Oak or chestnut was commonly used for making traditional timber lath. Riven lath is generally stronger but less flexible than sawn. Hand split timber also offers a larger surface area and better physical key compared to sawn, therefore making it suitable for ceilings.
Form keys/nibs by pushing the lime plaster between the lath spacing with a trowel. Backing coats of plaster typically contained animal hair to help plaster keys stay in place during drying and to minimise shrinkage.
By the end of the 19th century, sawn timber produced by machinery was more evident. Sawn lath is much more uniform than riven and has a smooth edge providing less physical key. Therefore the key formed by the plaster being squeezed between the gaps is of great importance. Spaces were generally set at approximately ¼ inch.
Expanded metal lath (EML) began to supersede timber during the 20th century as it was cheaper and easier to fix. Lime plaster does not adhere well to EML so there was also a move towards the use of cements and gypsum as an alternative.

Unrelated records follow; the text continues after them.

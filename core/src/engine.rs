use crate::index::{CorpusIndex, TrainState};
use crate::persist::{self, CacheSnapshot};
use crate::retrieve::find_candidates;
use crate::score::{self, confidence};
use crate::select::AnswerPicker;
use crate::tokenizer::{ngrams, normalize, SynonymTable};
use anyhow::Result;
use std::collections::HashMap;
use std::path::Path;

/// Fallback replies for the degraded query paths. None of these conditions
/// is an error; the engine always produces a reply.
pub const REPLY_EMPTY_CORPUS: &str = "No questions loaded, the system cannot answer yet.";
pub const REPLY_UNPARSEABLE: &str = "Could not parse the question, please rephrase.";
pub const REPLY_NO_CANDIDATES: &str = "No similar questions found, please be more specific.";
pub const REPLY_NO_ANSWER: &str = "No answer available.";

/// The outcome of a query: the answer text and a confidence in [0, 1].
#[derive(Debug, Clone, PartialEq)]
pub struct Reply {
    pub text: String,
    pub confidence: f64,
}

impl Reply {
    fn fallback(text: &str) -> Self {
        Self { text: text.to_string(), confidence: 0.0 }
    }
}

/// Snapshot of engine counters for status output.
#[derive(Debug, Clone)]
pub struct EngineStats {
    pub documents: usize,
    pub vocabulary: usize,
    pub bigram_entries: usize,
    pub trigram_entries: usize,
    pub avg_doc_len: f64,
    pub synonyms: usize,
    pub state: &'static str,
}

/// Retrieval engine facade: owns the corpus index, the synonym table, and
/// the answer picker. Single-threaded by design; all mutation happens
/// between queries, never during one.
pub struct QaEngine {
    index: CorpusIndex,
    synonyms: SynonymTable,
    picker: AnswerPicker,
    token_cache: HashMap<String, Vec<String>>,
}

impl QaEngine {
    /// `seed` drives answer selection only; retrieval and ranking are fully
    /// deterministic.
    pub fn new(seed: u64) -> Self {
        Self {
            index: CorpusIndex::new(),
            synonyms: SynonymTable::default(),
            picker: AnswerPicker::from_seed(seed),
            token_cache: HashMap::new(),
        }
    }

    /// Rebuild the synonym table from `(canonical, synonyms)` records.
    /// Call before loading the corpus so document tokens pick the mapping up.
    pub fn load_synonyms(&mut self, records: &[(String, Vec<String>)]) {
        self.synonyms = SynonymTable::build(records);
        self.token_cache.clear();
    }

    /// Replace the whole corpus from `(question, answers)` records and train.
    pub fn load_corpus(&mut self, records: Vec<(String, Vec<String>)>) {
        self.index.replace(records, Some(&self.synonyms));
        self.token_cache.clear();
        tracing::info!(docs = self.index.len(), "corpus loaded");
    }

    /// Append one record without retraining; the index goes dirty and keeps
    /// answering with stale aggregates until [`QaEngine::retrain`].
    pub fn add_document(&mut self, question: &str, answers: Vec<String>) {
        let id = self.index.push(question, answers, Some(&self.synonyms));
        tracing::debug!(id, "document added, index dirty until retrain");
    }

    pub fn retrain(&mut self) {
        self.index.train();
        self.token_cache.clear();
    }

    /// Answer a free-text question. An exact (case-insensitive) question
    /// match short-circuits at confidence 1.0; otherwise candidates are
    /// retrieved over the n-gram postings, scored, and the winner's answer
    /// variants go through weighted-random selection.
    pub fn answer(&mut self, question: &str) -> Reply {
        if self.index.is_empty() {
            return Reply::fallback(REPLY_EMPTY_CORPUS);
        }

        let lowered = question.to_lowercase();
        if let Some(&id) = self.index.exact.get(&lowered) {
            let text = self
                .index
                .doc(id)
                .and_then(|doc| doc.answers.first())
                .map_or(REPLY_NO_ANSWER, String::as_str);
            return Reply { text: text.to_string(), confidence: 1.0 };
        }

        let tokens = self.normalized(question);
        if tokens.is_empty() {
            return Reply::fallback(REPLY_UNPARSEABLE);
        }
        let bigrams = ngrams(&tokens, 2);
        let trigrams = ngrams(&tokens, 3);

        let candidates = find_candidates(&self.index, &bigrams, &trigrams, &tokens);
        if candidates.is_empty() {
            return Reply::fallback(REPLY_NO_CANDIDATES);
        }

        let scored = score::rank(&self.index, &candidates, &tokens);
        let Some(best) = scored.first() else {
            return Reply::fallback(REPLY_NO_CANDIDATES);
        };
        let confidence = confidence(best.combined);
        tracing::debug!(
            doc_id = best.doc_id,
            combined = best.combined,
            bm25 = best.bm25,
            cosine = best.cosine,
            ngram = best.ngram,
            jaccard = best.jaccard,
            fuzzy = best.fuzzy,
            candidates = candidates.len(),
            "query ranked"
        );

        let Some(doc) = self.index.doc(best.doc_id) else {
            return Reply::fallback(REPLY_NO_CANDIDATES);
        };
        let text = self
            .picker
            .pick(&doc.answers, best.combined)
            .map_or(REPLY_NO_ANSWER, |answer| answer)
            .to_string();
        Reply { text, confidence }
    }

    /// Persist the built index keyed to the given source hashes.
    pub fn save_cache(&self, path: &Path, corpus_hash: &str, synonym_hash: &str) -> Result<()> {
        let snapshot =
            CacheSnapshot::capture(&self.index, corpus_hash.to_string(), synonym_hash.to_string());
        persist::save_cache(path, &snapshot)
    }

    /// Adopt a cached index if it matches the given source hashes. Returns
    /// whether the cache was used; a rejected or missing cache leaves the
    /// engine untouched.
    pub fn try_load_cache(&mut self, path: &Path, corpus_hash: &str, synonym_hash: &str) -> bool {
        match persist::load_cache(path, corpus_hash, synonym_hash) {
            Some(snapshot) => {
                self.index = snapshot.restore();
                self.token_cache.clear();
                tracing::info!(docs = self.index.len(), path = %path.display(), "index loaded from cache");
                true
            }
            None => false,
        }
    }

    pub fn stats(&self) -> EngineStats {
        EngineStats {
            documents: self.index.len(),
            vocabulary: self.index.doc_freq.len(),
            bigram_entries: self.index.bigram_postings.len(),
            trigram_entries: self.index.trigram_postings.len(),
            avg_doc_len: self.index.avg_doc_len,
            synonyms: self.synonyms.len(),
            state: self.index.state().as_str(),
        }
    }

    pub fn state(&self) -> TrainState {
        self.index.state()
    }

    pub fn index(&self) -> &CorpusIndex {
        &self.index
    }

    fn normalized(&mut self, text: &str) -> Vec<String> {
        if let Some(tokens) = self.token_cache.get(text) {
            return tokens.clone();
        }
        let tokens = normalize(text, Some(&self.synonyms));
        self.token_cache.insert(text.to_string(), tokens.clone());
        tokens
    }
}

Many of these developments were out of keeping with traditional buildings and introduced additional problems with damp and cracking plaster.
For the reasons above, we recommend you use riven for ceilings and sawn for walls.

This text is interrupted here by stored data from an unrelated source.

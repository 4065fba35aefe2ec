use crate::index::{CorpusIndex, Document};
use crate::retrieve::near_match;
use crate::DocId;
use std::collections::{HashMap, HashSet};

/// Okapi BM25 tuning constants.
pub const K1: f64 = 1.5;
pub const B: f64 = 0.75;

const EPS: f64 = 1e-9;

const W_BM25: f64 = 0.6;
const W_COSINE: f64 = 0.22;
const W_NGRAM: f64 = 0.08;
const W_JACCARD: f64 = 0.06;
const W_FUZZY: f64 = 0.04;

/// Per-candidate signal breakdown plus the fused ranking score.
#[derive(Debug, Clone)]
pub struct Scored {
    pub doc_id: DocId,
    pub combined: f64,
    pub bm25: f64,
    pub cosine: f64,
    pub ngram: f64,
    pub jaccard: f64,
    pub fuzzy: f64,
}

/// Score every candidate with the five relevance signals and fuse them with
/// fixed weights. Returns candidates sorted by descending combined score.
pub fn rank(index: &CorpusIndex, candidates: &[(DocId, i64)], query_tokens: &[String]) -> Vec<Scored> {
    let query_weights = query_tfidf(index, query_tokens);
    let mut query_counts: HashMap<&str, u32> = HashMap::new();
    for token in query_tokens {
        *query_counts.entry(token.as_str()).or_insert(0) += 1;
    }

    let mut scored = Vec::with_capacity(candidates.len());
    for &(id, ngram_score) in candidates {
        let Some(doc) = index.doc(id) else { continue };
        let bm25 = bm25(index, doc, &query_counts);
        let cosine = cosine(index, doc, &query_weights);
        let jaccard = jaccard(doc, query_tokens);
        let fuzzy = fuzzy_coverage(doc, query_tokens);
        let ngram = ngram_score as f64;
        let combined =
            W_BM25 * bm25 + W_COSINE * cosine + W_NGRAM * ngram + W_JACCARD * jaccard + W_FUZZY * fuzzy;
        scored.push(Scored { doc_id: id, combined, bm25, cosine, ngram, jaccard, fuzzy });
    }
    scored.sort_by(|a, b| b.combined.partial_cmp(&a.combined).unwrap_or(std::cmp::Ordering::Equal));
    scored
}

/// Bounded confidence in (0, 1): compresses large fused scores toward 1
/// without a hard cap.
pub fn confidence(combined: f64) -> f64 {
    combined / (combined + 1.0)
}

/// TF-IDF vector of the query: term frequency over query length, weighted by
/// corpus IDF. Terms outside the vocabulary contribute nothing.
fn query_tfidf(index: &CorpusIndex, tokens: &[String]) -> HashMap<String, f64> {
    let mut counts: HashMap<&str, u32> = HashMap::new();
    for token in tokens {
        *counts.entry(token.as_str()).or_insert(0) += 1;
    }
    let len = tokens.len() as f64;
    let mut weights = HashMap::new();
    for (term, count) in counts {
        if let Some(idf) = index.idf.get(term) {
            weights.insert(term.to_string(), (f64::from(count) / len) * idf);
        }
    }
    weights
}

fn bm25(index: &CorpusIndex, doc: &Document, query_counts: &HashMap<&str, u32>) -> f64 {
    let mut score = 0.0;
    for (term, query_freq) in query_counts {
        let Some(idf) = index.idf.get(*term) else { continue };
        let tf = doc.term_counts.get(*term).copied().unwrap_or(0);
        if tf == 0 {
            continue;
        }
        let tf = f64::from(tf);
        let denom =
            tf + K1 * (1.0 - B + B * (f64::from(doc.length) / (index.avg_doc_len + EPS)));
        score += idf * (tf * (K1 + 1.0)) / (denom + EPS) * f64::from(*query_freq);
    }
    score
}

fn cosine(index: &CorpusIndex, doc: &Document, query_weights: &HashMap<String, f64>) -> f64 {
    let mut doc_weights: HashMap<&str, f64> = HashMap::new();
    for (term, tf) in &doc.tf_norm {
        if let Some(idf) = index.idf.get(term) {
            doc_weights.insert(term.as_str(), tf * idf);
        }
    }
    let mut dot = 0.0;
    let mut query_norm = 0.0;
    let mut doc_norm = 0.0;
    for (term, weight) in query_weights {
        query_norm += weight * weight;
        if let Some(doc_weight) = doc_weights.get(term.as_str()) {
            dot += weight * doc_weight;
        }
    }
    for weight in doc_weights.values() {
        doc_norm += weight * weight;
    }
    if query_norm <= 0.0 || doc_norm <= 0.0 {
        return 0.0;
    }
    dot / (query_norm.sqrt() * doc_norm.sqrt())
}

fn jaccard(doc: &Document, query_tokens: &[String]) -> f64 {
    let query: HashSet<&str> = query_tokens.iter().map(String::as_str).collect();
    let intersection = query.iter().filter(|t| doc.term_counts.contains_key(**t)).count();
    let union = query.len() + doc.term_counts.len() - intersection;
    if union == 0 {
        return 0.0;
    }
    intersection as f64 / union as f64
}

/// Fraction of query tokens present in the document verbatim or through the
/// near-match heuristic.
fn fuzzy_coverage(doc: &Document, query_tokens: &[String]) -> f64 {
    if query_tokens.is_empty() {
        return 0.0;
    }
    let matched = query_tokens
        .iter()
        .filter(|token| {
            doc.term_counts.contains_key(token.as_str())
                || doc.term_counts.keys().any(|term| near_match(term, token))
        })
        .count();
    matched as f64 / query_tokens.len() as f64
}
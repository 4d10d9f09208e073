//! In-memory comment source.
//!
//! Keeps comments in a Vec, records every call, and can be told to fail
//! individual operations. Used by the tests and by hosts that want a
//! throwaway thread.

use std::collections::{HashMap, HashSet};

use anyhow::bail;
use async_trait::async_trait;
use parking_lot::Mutex;

use super::CommentSource;
use crate::models::Comment;

/// Operations that can be configured to fail
#[derive(Debug, Clone, Copy, PartialEq, Eq, Hash)]
pub enum SourceOp {
    GetComments,
    Comment,
    Reply,
    UpVote,
    DownVote,
    Flag,
}

/// A recorded call to the source
#[derive(Debug, Clone, PartialEq, Eq)]
pub enum SourceCall {
    GetComments,
    Comment { body: String },
    Reply { body: String, parent_id: String },
    UpVote(String),
    DownVote(String),
    Flag(String),
}

#[derive(Debug, Default)]
struct Inner {
    comments: Vec<Comment>,
    votes: HashMap<String, i64>,
    calls: Vec<SourceCall>,
    failing: HashSet<SourceOp>,
    next_id: u64,
}

#[derive(Debug)]
pub struct MemoryCommentSource {
    author: String,
    inner: Mutex<Inner>,
}

impl Default for MemoryCommentSource {
    fn default() -> Self {
        Self::new("you")
    }
}

impl MemoryCommentSource {
    /// New empty source; comments it creates are attributed to `author`
    pub fn new(author: &str) -> Self {
        Self {
            author: author.to_string(),
            inner: Mutex::new(Inner::default()),
        }
    }

    /// Pre-populate the flat list
    pub fn with_comments(self, comments: Vec<Comment>) -> Self {
        self.inner.lock().comments = comments;
        self
    }

    /// Make every later call of `op` fail until [`Self::succeed`] is called
    pub fn fail(&self, op: SourceOp) {
        self.inner.lock().failing.insert(op);
    }

    pub fn succeed(&self, op: SourceOp) {
        self.inner.lock().failing.remove(&op);
    }

    /// Return all recorded calls.
    pub fn calls(&self) -> Vec<SourceCall> {
        self.inner.lock().calls.clone()
    }

    /// Number of times the flat list was fetched
    pub fn load_count(&self) -> usize {
        self.inner
            .lock()
            .calls
            .iter()
            .filter(|c| matches!(c, SourceCall::GetComments))
            .count()
    }

    pub fn votes(&self, comment_id: &str) -> i64 {
        self.inner.lock().votes.get(comment_id).copied().unwrap_or(0)
    }

    pub fn comments(&self) -> Vec<Comment> {
        self.inner.lock().comments.clone()
    }

    fn record(&self, call: SourceCall, op: SourceOp) -> anyhow::Result<()> {
        let mut inner = self.inner.lock();
        inner.calls.push(call);
        if inner.failing.contains(&op) {
            bail!("{:?} rejected by source", op);
        }
        Ok(())
    }

    fn push_comment(&self, body: &str, parent_id: Option<&str>) {
        let mut inner = self.inner.lock();
        inner.next_id += 1;
        let mut comment = Comment::new(format!("m{}", inner.next_id), parent_id);
        comment.body_display = body.to_string();
        comment.user_name_display = self.author.clone();
        comment.belongs_to_author = true;
        inner.comments.push(comment);
    }
}

#[async_trait]
impl CommentSource for MemoryCommentSource {
    type Raw = Comment;

    async fn get_comments(&self) -> anyhow::Result<Vec<Comment>> {
        self.record(SourceCall::GetComments, SourceOp::GetComments)?;
        Ok(self.comments())
    }

    fn normalize_comment(&self, raw: &Comment) -> Comment {
        raw.clone()
    }

    async fn comment(&self, body: &str) -> anyhow::Result<()> {
        self.record(
            SourceCall::Comment {
                body: body.to_string(),
            },
            SourceOp::Comment,
        )?;
        self.push_comment(body, None);
        Ok(())
    }

    async fn reply(&self, body: &str, parent_id: &str) -> anyhow::Result<()> {
        self.record(
            SourceCall::Reply {
                body: body.to_string(),
                parent_id: parent_id.to_string(),
            },
            SourceOp::Reply,
        )?;
        self.push_comment(body, Some(parent_id));
        Ok(())
    }

    async fn up_vote(&self, comment_id: &str) -> anyhow::Result<()> {
        self.record(SourceCall::UpVote(comment_id.to_string()), SourceOp::UpVote)?;
        *self
            .inner
            .lock()
            .votes
            .entry(comment_id.to_string())
            .or_default() += 1;
        Ok(())
    }

    async fn down_vote(&self, comment_id: &str) -> anyhow::Result<()> {
        self.record(
            SourceCall::DownVote(comment_id.to_string()),
            SourceOp::DownVote,
        )?;
        *self
            .inner
            .lock()
            .votes
            .entry(comment_id.to_string())
            .or_default() -= 1;
        Ok(())
    }

    async fn flag(&self, comment_id: &str) -> anyhow::Result<()> {
        self.record(SourceCall::Flag(comment_id.to_string()), SourceOp::Flag)?;
        let mut inner = self.inner.lock();
        if let Some(comment) = inner.comments.iter_mut().find(|c| c.id == comment_id) {
            comment.flagged = true;
        }
        Ok(())
    }
}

Check with listing or conservation if there is a requirement to replace the type of wood like-for-like.
Supplied in bundles of 50 lath.
Sawn larch and sawn oak: 5-6 mm (¼ inch) thick, 25 mm (1 inch) wide
Riven oak and riven chestnut: 5-12 mm (¼-½ inch) thick, 25-35 mm (1-1⅓ inch) wide
We reserve the right to apply a £4+VAT surcharge if bought without any associated lime products.
|Wood type and lath length||
4ft Sawn Larch x 50 (2 m²), 4ft Sawn Oak x 50 (2 m²), 3ft Riven Oak x 50 (1.9 m²), 3ft 6" Riven Oak x 50 (2.2 m²), 4ft Riven Oak x 50 (2.4 m²), 3ft Riven Chestnut x 50 (1.9 m²), 3ft 6" Riven Chestnut (2.2 m²), 4ft Riven Chestnut (2.4 m²)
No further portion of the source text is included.